Assignment:
Pull every line that includes the word "does" out of the data below and copy it.

Saved entries:
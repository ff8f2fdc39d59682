//! Total ordering of transactions over a versioned store
//!
//! The [`OrderingEngine`] assigns each transaction id a strictly increasing
//! [`OrderIndex`](ordo_common::OrderIndex) and is the only path to the store
//! for executing transactions. Reads by a transaction see exactly the writes
//! of transactions ordered before it; writes are applied at the
//! transaction's own index, once.

pub mod engine;
pub mod error;

pub use engine::OrderingEngine;
pub use error::{OrderingError, Result};
//! Error types for resource transactions

use ordo_ordering::OrderingError;
use thiserror::Error;

/// A term that does not describe a valid resource transaction
#[derive(Debug, Error)]
pub enum ParseError {
    #[error("Malformed transaction: {0}")]
    Shape(String),

    #[error("Label {label}.. does not start with {expected}")]
    MissingPrefix { expected: String, label: String },

    #[error("Invalid resource body: {0}")]
    Body(String),
}

#[derive(Debug, Error)]
pub enum TreeError {
    #[error("Invalid tree spec: arity {arity}, depth {depth}")]
    InvalidSpec { arity: u32, depth: u32 },

    #[error("Commitment tree is full ({capacity} leaves)")]
    TreeFull { capacity: u64 },

    #[error("Malformed commitment tree: {0}")]
    Malformed(String),
}

/// Reasons a resource transaction is rejected
#[derive(Debug, Error)]
pub enum VerifyError {
    #[error("Double spend of {0}")]
    DoubleSpend(String),

    #[error("Duplicate commitment {0}")]
    DuplicateCommitment(String),

    #[error("Stale or invalid root: {0}")]
    StaleOrInvalidRoot(String),

    #[error("Stored value at {0} is not a set")]
    CorruptState(String),

    #[error(transparent)]
    Parse(#[from] ParseError),

    #[error("Tree error: {0}")]
    Tree(#[from] TreeError),

    #[error("Ordering error: {0}")]
    Ordering(#[from] OrderingError),
}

Exercise answer:
/// A term that does not describe a valid resource transaction
    #[error("Label {label}.. does not start with {expected}")]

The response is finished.